Campaign targets summer drink driving

Police will be carrying out more alcohol breath tests in the coming weeks Keystone

Safety advocates and the police have launched a joint initiative against drink driving, which causes 15 per cent of deaths and injuries on Swiss roads each year.

This content was published on May 26, 2009 - 13:54

Although the blood-alcohol limit in Switzerland has now been lowered to levels in most other European countries, experts warn that more prevention work is needed.

According to the Swiss Council for Accident Prevention, around 700 people died or were injured in accidents with intoxicated drivers last year in Switzerland.

In 2005, the country dropped its blood-alcohol limit – used for testing drink driving – from 0.8 milligrams per 100 millilitres of blood to 0.5mg. This follows the European Commission's recommendations.

"The 0.5mg-pro-mille limit has had positive effects on the number of accidents, but Council for Accident Prevention research shows that the measure's effects are already exhausted," the council said in a statement released on Tuesday.

Its own figures for 2008 showed that the number of deaths on the roads was seven per cent lower than in the previous year and that the number of injured was down nine per cent.

But Daniel Menna, a spokesman at the council, said that there were fears that the number of accidents could start to rise again if the public were not reminded of the risks of drink driving.

Summer feeling

He said that summer was an opportune time for the initiative. "At Christmas or carnival it's clear that people know about the problem of drink driving," he told

"Now it's party and barbecue time, and people do not think about the issue, so it's important to give the public this message."

In the council's joint "Fit for Road" campaign with police, awareness on drink driving will be presented through posters, adverts in cinemas, bars and clubs, as well as through the sponsoring of weather and traffic announcements on the radio.

Internet party portals and networking sites such as Facebook will also be targeted as a way of reaching the young.

"Our research shows that the main group involved in drink-driving accidents is young men, and a lot of these accidents happen at weekends and at night," Menna explained.

It won't be me

Police checks are another important way of stopping drink drivers, but not everyone thinks that they will be stopped.

In a survey commissioned by the council, 45 per cent of people polled thought they would hardly ever be pulled over for a breath test, while a quarter thought that they would never be tested at all.

However, there was wide acceptance for the practice, with almost 90 per cent saying they accepted police alcohol tests.

As part of the campaign, traffic police will be stepping up these checks on Swiss roads in May and June.

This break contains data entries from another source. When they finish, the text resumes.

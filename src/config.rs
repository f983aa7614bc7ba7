//! Configuration for indexing and validation

use serde::{Deserialize, Serialize};

/// Default file name of the cached master index
pub const DEFAULT_MASTER_INDEX_NAME: &str = "_index.json";

/// Default file name of the cached current index
pub const DEFAULT_CURRENT_INDEX_NAME: &str = "index.json";

/// Default number of benchmark passes
pub const DEFAULT_BENCHMARK_RUNS: usize = 10;

/// Default progress reporting interval in milliseconds
pub const DEFAULT_PROGRESS_INTERVAL_MS: u64 = 500;

/// Configuration for a single file index
#[derive(Debug, Clone, PartialEq, Eq, Serialize, Deserialize)]
pub struct IndexConfig {
    /// Number of fingerprinting threads
    /// 0 means rayon's default (one per logical CPU)
    pub num_threads: usize,

    /// Whether to follow symbolic links while walking
    pub follow_links: bool,

    /// Whether to emit JSON progress lines on stderr
    pub show_progress: bool,

    /// Minimum interval between progress lines
    pub progress_interval_ms: u64,
}

impl Default for IndexConfig {
    fn default() -> Self {
        Self {
            num_threads: 0,
            follow_links: false,
            show_progress: false,
            progress_interval_ms: DEFAULT_PROGRESS_INTERVAL_MS,
        }
    }
}

impl IndexConfig {
    /// Create a config builder
    pub fn builder() -> IndexConfigBuilder {
        IndexConfigBuilder::new()
    }

    /// Build the rayon pool used for per-file work
    pub fn thread_pool(&self) -> Result<rayon::ThreadPool, rayon::ThreadPoolBuildError> {
        rayon::ThreadPoolBuilder::new()
            .num_threads(self.num_threads)
            .thread_name(|i| format!("fingerprint-{}", i))
            .build()
    }
}

/// Builder for IndexConfig
#[derive(Debug, Default)]
pub struct IndexConfigBuilder {
    config: IndexConfig,
}

impl IndexConfigBuilder {
    /// Create a new builder
    pub fn new() -> Self {
        Self::default()
    }

    /// Set the number of threads
    pub fn num_threads(mut self, threads: usize) -> Self {
        self.config.num_threads = threads;
        self
    }

    /// Enable or disable following symbolic links
    pub fn follow_links(mut self, enabled: bool) -> Self {
        self.config.follow_links = enabled;
        self
    }

    /// Enable or disable progress output
    pub fn show_progress(mut self, enabled: bool) -> Self {
        self.config.show_progress = enabled;
        self
    }

    /// Set the progress interval
    pub fn progress_interval_ms(mut self, interval: u64) -> Self {
        self.config.progress_interval_ms = interval;
        self
    }

    /// Build the config
    pub fn build(self) -> IndexConfig {
        self.config
    }
}

/// Configuration for a master/current validation run
#[derive(Debug, Clone, PartialEq, Eq, Serialize, Deserialize)]
pub struct ValidatorConfig {
    /// Settings shared by both indexes
    pub index: IndexConfig,

    /// Cache file name for the master index, placed beside the master tree
    pub master_index_name: String,

    /// Cache file name for the current index, placed beside the current tree
    pub current_index_name: String,

    /// Whether to read and write cached indexes
    pub use_cache: bool,

    /// Whether to overwrite mismatching current files with master copies
    pub repair: bool,

    /// Number of passes in benchmark mode
    pub benchmark_runs: usize,
}

impl Default for ValidatorConfig {
    fn default() -> Self {
        Self {
            index: IndexConfig::default(),
            master_index_name: DEFAULT_MASTER_INDEX_NAME.to_string(),
            current_index_name: DEFAULT_CURRENT_INDEX_NAME.to_string(),
            use_cache: true,
            repair: false,
            benchmark_runs: DEFAULT_BENCHMARK_RUNS,
        }
    }
}

impl ValidatorConfig {
    /// Create a config builder
    pub fn builder() -> ValidatorConfigBuilder {
        ValidatorConfigBuilder::new()
    }
}

/// Builder for ValidatorConfig
#[derive(Debug, Default)]
pub struct ValidatorConfigBuilder {
    config: ValidatorConfig,
}

impl ValidatorConfigBuilder {
    /// Create a new builder
    pub fn new() -> Self {
        Self::default()
    }

    /// Set the index settings
    pub fn index(mut self, index: IndexConfig) -> Self {
        self.config.index = index;
        self
    }

    /// Set the master cache file name
    pub fn master_index_name(mut self, name: impl Into<String>) -> Self {
        self.config.master_index_name = name.into();
        self
    }

    /// Set the current cache file name
    pub fn current_index_name(mut self, name: impl Into<String>) -> Self {
        self.config.current_index_name = name.into();
        self
    }

    /// Enable or disable the index cache
    pub fn use_cache(mut self, enabled: bool) -> Self {
        self.config.use_cache = enabled;
        self
    }

    /// Enable or disable repair
    pub fn repair(mut self, enabled: bool) -> Self {
        self.config.repair = enabled;
        self
    }

    /// Set the number of benchmark passes
    pub fn benchmark_runs(mut self, runs: usize) -> Self {
        self.config.benchmark_runs = runs;
        self
    }

    /// Build the config
    pub fn build(self) -> ValidatorConfig {
        self.config
    }
}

"The effectiveness of police controls can be substantially increased if the public takes note of them," said Ueli Zoelly, head of the Consortium of Swiss and Liechtenstein traffic police, in the media statement.

Menna added that it was important for the public to be aware that these checks were first and foremost for their own safety.

European comparison

According to Menna, Switzerland is around average in Europe when it comes to the problem of drink driving. "But we can do better," he said.

Most other European countries have a 0.5mg limit, although a few, such as the Czech Republic, operate a zero tolerance policy for alcohol behind the wheel.

In November last year the Swiss government announced a package – which is now under consultation - of around 60 wide-ranging measures to improve road safety in Switzerland,. They include zero alcohol tolerance for new drivers. Some countries, such as Germany, already have such a limit.

This proposal has been welcomed by many road-safety groups, including the Council for Accident Prevention.

"We are not in favour of a general zero-tolerance limit, but for younger drivers, we think this would be a good measure to reduce the number of accidents," Menna said.

Isobel Leybold-Johnson,

Drink-driving limits

Swiss neighbours Austria, Germany, France and Italy all have a blood-alcohol limit of 0.5mg.

Britain, Ireland, Luxembourg and Malta still have 0.8mg.

Sweden and Poland have 0.2mg, while the Czech Republic, Estonia, Hungary and Slovakia all have zero tolerance for drink driving.